--- Records provided ---
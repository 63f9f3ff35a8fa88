// Swapchain - window presentation
//
// Backbuffers are wrapped through the image pool like any other image, but
// the presentation engine owns their memory; recreation tears down views
// and pool entries only. Format, present mode, and extent choices are pure
// functions over the queried surface data.

use ash::extensions::khr;
use ash::vk;

use super::device::DeviceContext;
use super::error::{GpuError, Result, SwapchainStatus, VkCall};
use super::handle::{Handle, Pool};
use super::image::{self, Image};

/// Outcome of acquiring the next backbuffer.
#[derive(Debug, Clone, Copy, PartialEq, Eq)]
pub enum AcquireOutcome {
    Ready { image_index: u32 },
    /// Nothing was acquired; recreate before trying again.
    NeedsRecreate,
}

pub struct Swapchain {
    pub swapchain: vk::SwapchainKHR,
    pub loader: khr::Swapchain,
    pub format: vk::Format,
    pub extent: vk::Extent2D,
    /// Pool handles of the wrapped backbuffers, in native image order.
    pub backbuffers: Vec<Handle<Image>>,
    preferred_mode: Option<vk::PresentModeKHR>,
}

/// Prefer 8-bit SRGB swapchain formats, BGRA first.
pub fn choose_surface_format(formats: &[vk::SurfaceFormatKHR]) -> Option<vk::SurfaceFormatKHR> {
    const PREFERENCE: [vk::Format; 4] = [
        vk::Format::B8G8R8A8_SRGB,
        vk::Format::R8G8B8A8_SRGB,
        vk::Format::B8G8R8A8_UNORM,
        vk::Format::R8G8B8A8_UNORM,
    ];
    for wanted in PREFERENCE {
        if let Some(&found) = formats
            .iter()
            .find(|f| f.format == wanted && f.color_space == vk::ColorSpaceKHR::SRGB_NONLINEAR)
        {
            return Some(found);
        }
    }
    None
}

/// Honor an explicit preference when the surface offers it, otherwise take
/// MAILBOX (low latency, no tearing) and fall back to the always-available
/// FIFO.
pub fn choose_present_mode(
    available: &[vk::PresentModeKHR],
    preferred: Option<vk::PresentModeKHR>,
) -> vk::PresentModeKHR {
    if let Some(mode) = preferred {
        if available.contains(&mode) {
            return mode;
        }
    }
    if available.contains(&vk::PresentModeKHR::MAILBOX) {
        return vk::PresentModeKHR::MAILBOX;
    }
    vk::PresentModeKHR::FIFO
}

/// The surface dictates the extent when it reports a fixed one; otherwise
/// clamp the requested size to the reported bounds.
pub fn choose_extent(
    caps: &vk::SurfaceCapabilitiesKHR,
    width: u32,
    height: u32,
) -> vk::Extent2D {
    if caps.current_extent.width != u32::MAX {
        return caps.current_extent;
    }
    vk::Extent2D {
        width: width.clamp(caps.min_image_extent.width, caps.max_image_extent.width),
        height: height.clamp(caps.min_image_extent.height, caps.max_image_extent.height),
    }
}

/// One above the minimum, clamped to the maximum (0 = unbounded).
pub fn choose_image_count(caps: &vk::SurfaceCapabilitiesKHR) -> u32 {
    let mut count = caps.min_image_count + 1;
    if caps.max_image_count > 0 && count > caps.max_image_count {
        count = caps.max_image_count;
    }
    count
}

impl Swapchain {
    pub fn new(
        device: &DeviceContext,
        images: &mut Pool<Image>,
        width: u32,
        height: u32,
        preferred_mode: Option<vk::PresentModeKHR>,
    ) -> Result<Self> {
        let loader = khr::Swapchain::new(&device.instance, &device.device);
        let mut swapchain = Self {
            swapchain: vk::SwapchainKHR::null(),
            loader,
            format: vk::Format::UNDEFINED,
            extent: vk::Extent2D::default(),
            backbuffers: Vec::new(),
            preferred_mode,
        };
        swapchain.create(device, images, width, height)?;
        Ok(swapchain)
    }

    /// Tear down the old chain and build a new one at the given size.
    /// Safe to call when nothing changed; the result is equivalent.
    pub fn recreate(
        &mut self,
        device: &DeviceContext,
        images: &mut Pool<Image>,
        width: u32,
        height: u32,
    ) -> Result<()> {
        device.wait_idle()?;
        self.destroy(device, images);
        self.create(device, images, width, height)
    }

    fn create(
        &mut self,
        device: &DeviceContext,
        images: &mut Pool<Image>,
        width: u32,
        height: u32,
    ) -> Result<()> {
        let caps = unsafe {
            device
                .surface_loader
                .get_physical_device_surface_capabilities(device.physical_device, device.surface)
        }
        .vk_call("vkGetPhysicalDeviceSurfaceCapabilitiesKHR")?;
        let formats = unsafe {
            device
                .surface_loader
                .get_physical_device_surface_formats(device.physical_device, device.surface)
        }
        .vk_call("vkGetPhysicalDeviceSurfaceFormatsKHR")?;
        let present_modes = unsafe {
            device
                .surface_loader
                .get_physical_device_surface_present_modes(device.physical_device, device.surface)
        }
        .vk_call("vkGetPhysicalDeviceSurfacePresentModesKHR")?;

        let surface_format = choose_surface_format(&formats).ok_or_else(|| {
            GpuError::MissingCapability("no compatible surface format".into())
        })?;
        let present_mode = choose_present_mode(&present_modes, self.preferred_mode);
        let extent = choose_extent(&caps, width, height);
        let image_count = choose_image_count(&caps);

        log::info!(
            "Creating swapchain: {}x{}, {:?}, {:?}, {} images",
            extent.width,
            extent.height,
            surface_format.format,
            present_mode,
            image_count
        );

        let create_info = vk::SwapchainCreateInfoKHR::builder()
            .surface(device.surface)
            .min_image_count(image_count)
            .image_format(surface_format.format)
            .image_color_space(surface_format.color_space)
            .image_extent(extent)
            .image_array_layers(1)
            .image_usage(vk::ImageUsageFlags::COLOR_ATTACHMENT | vk::ImageUsageFlags::TRANSFER_DST)
            .image_sharing_mode(vk::SharingMode::EXCLUSIVE)
            .pre_transform(caps.current_transform)
            .composite_alpha(vk::CompositeAlphaFlagsKHR::OPAQUE)
            .present_mode(present_mode)
            .clipped(true);

        self.swapchain = unsafe { self.loader.create_swapchain(&create_info, None) }
            .vk_call("vkCreateSwapchainKHR")?;
        self.format = surface_format.format;
        self.extent = extent;

        let native_images = unsafe { self.loader.get_swapchain_images(self.swapchain) }
            .vk_call("vkGetSwapchainImagesKHR")?;
        self.backbuffers.reserve(native_images.len());
        for (index, &native) in native_images.iter().enumerate() {
            let wrapper = image::wrap_swapchain_image(device, native, self.format, extent)?;
            device.set_object_name(native, &format!("backbuffer {index}"));
            self.backbuffers.push(images.alloc(wrapper));
        }

        Ok(())
    }

    /// View-and-pool-entry teardown only; the presentation engine owns the
    /// backbuffer memory.
    pub fn destroy(&mut self, device: &DeviceContext, images: &mut Pool<Image>) {
        for handle in self.backbuffers.drain(..) {
            let wrapper = images.free(handle);
            assert!(
                !wrapper.owns_memory(),
                "backbuffer wrapper must not own device memory"
            );
            image::destroy_image_resource(device, &wrapper);
        }
        if self.swapchain != vk::SwapchainKHR::null() {
            unsafe { self.loader.destroy_swapchain(self.swapchain, None) };
            self.swapchain = vk::SwapchainKHR::null();
        }
    }

    pub fn acquire(&self, semaphore: vk::Semaphore) -> Result<AcquireOutcome> {
        let result = unsafe {
            self.loader
                .acquire_next_image(self.swapchain, u64::MAX, semaphore, vk::Fence::null())
        };
        match result {
            // A suboptimal acquire still hands us an image; finish the frame
            // and let present report the recreate.
            Ok((image_index, _suboptimal)) => Ok(AcquireOutcome::Ready { image_index }),
            Err(vk::Result::ERROR_OUT_OF_DATE_KHR) => Ok(AcquireOutcome::NeedsRecreate),
            Err(result) => Err(GpuError::Native {
                call: "vkAcquireNextImageKHR",
                result,
            }),
        }
    }

    pub fn present(
        &self,
        queue: vk::Queue,
        image_index: u32,
        wait_semaphores: &[vk::Semaphore],
    ) -> Result<SwapchainStatus> {
        let swapchains = [self.swapchain];
        let image_indices = [image_index];
        let present_info = vk::PresentInfoKHR::builder()
            .wait_semaphores(wait_semaphores)
            .swapchains(&swapchains)
            .image_indices(&image_indices);

        let result = unsafe { self.loader.queue_present(queue, &present_info) };
        match result {
            Ok(false) => Ok(SwapchainStatus::Ok),
            Ok(true) | Err(vk::Result::ERROR_OUT_OF_DATE_KHR) => Ok(SwapchainStatus::NeedsRecreate),
            Err(result) => Err(GpuError::Native {
                call: "vkQueuePresentKHR",
                result,
            }),
        }
    }

    pub fn backbuffer(&self, image_index: u32) -> Handle<Image> {
        self.backbuffers[image_index as usize]
    }
}

#[cfg(test)]
mod tests {
    use super::*;

    fn format(f: vk::Format, space: vk::ColorSpaceKHR) -> vk::SurfaceFormatKHR {
        vk::SurfaceFormatKHR {
            format: f,
            color_space: space,
        }
    }

    #[test]
    fn format_choice_prefers_bgra_srgb() {
        let formats = [
            format(vk::Format::R8G8B8A8_UNORM, vk::ColorSpaceKHR::SRGB_NONLINEAR),
            format(vk::Format::B8G8R8A8_SRGB, vk::ColorSpaceKHR::SRGB_NONLINEAR),
        ];
        let chosen = choose_surface_format(&formats).unwrap();
        assert_eq!(chosen.format, vk::Format::B8G8R8A8_SRGB);
    }

    #[test]
    fn format_choice_falls_through_preference_order() {
        let formats = [
            format(vk::Format::R16G16B16A16_SFLOAT, vk::ColorSpaceKHR::SRGB_NONLINEAR),
            format(vk::Format::R8G8B8A8_UNORM, vk::ColorSpaceKHR::SRGB_NONLINEAR),
        ];
        let chosen = choose_surface_format(&formats).unwrap();
        assert_eq!(chosen.format, vk::Format::R8G8B8A8_UNORM);
    }

    #[test]
    fn format_choice_rejects_wrong_color_space() {
        let formats = [format(
            vk::Format::B8G8R8A8_SRGB,
            vk::ColorSpaceKHR::EXTENDED_SRGB_LINEAR_EXT,
        )];
        assert!(choose_surface_format(&formats).is_none());
    }

    #[test]
    fn present_mode_honors_available_preference() {
        let available = [vk::PresentModeKHR::FIFO, vk::PresentModeKHR::IMMEDIATE];
        let chosen = choose_present_mode(&available, Some(vk::PresentModeKHR::IMMEDIATE));
        assert_eq!(chosen, vk::PresentModeKHR::IMMEDIATE);
    }

    #[test]
    fn present_mode_defaults_to_mailbox_then_fifo() {
        let with_mailbox = [vk::PresentModeKHR::FIFO, vk::PresentModeKHR::MAILBOX];
        assert_eq!(
            choose_present_mode(&with_mailbox, None),
            vk::PresentModeKHR::MAILBOX
        );
        let fifo_only = [vk::PresentModeKHR::FIFO];
        assert_eq!(
            choose_present_mode(&fifo_only, None),
            vk::PresentModeKHR::FIFO
        );
        assert_eq!(
            choose_present_mode(&fifo_only, Some(vk::PresentModeKHR::MAILBOX)),
            vk::PresentModeKHR::FIFO
        );
    }

    #[test]
    fn extent_takes_fixed_surface_size() {
        let caps = vk::SurfaceCapabilitiesKHR {
            current_extent: vk::Extent2D {
                width: 800,
                height: 600,
            },
            ..Default::default()
        };
        let extent = choose_extent(&caps, 1920, 1080);
        assert_eq!((extent.width, extent.height), (800, 600));
    }

    #[test]
    fn extent_clamps_when_surface_is_flexible() {
        let caps = vk::SurfaceCapabilitiesKHR {
            current_extent: vk::Extent2D {
                width: u32::MAX,
                height: u32::MAX,
            },
            min_image_extent: vk::Extent2D {
                width: 200,
                height: 200,
            },
            max_image_extent: vk::Extent2D {
                width: 1000,
                height: 1000,
            },
            ..Default::default()
        };
        let extent = choose_extent(&caps, 4000, 100);
        assert_eq!((extent.width, extent.height), (1000, 200));
    }

    #[test]
    fn image_count_is_min_plus_one_clamped() {
        let unbounded = vk::SurfaceCapabilitiesKHR {
            min_image_count: 2,
            max_image_count: 0,
            ..Default::default()
        };
        assert_eq!(choose_image_count(&unbounded), 3);

        let tight = vk::SurfaceCapabilitiesKHR {
            min_image_count: 2,
            max_image_count: 2,
            ..Default::default()
        };
        assert_eq!(choose_image_count(&tight), 2);
    }
}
---
Exercise aim:
Within the entries, find all lines that contain "wrapped" and copy each one.

Solution:
// Backbuffers are wrapped through the image pool like any other image, but
    /// Pool handles of the wrapped backbuffers, in native image order.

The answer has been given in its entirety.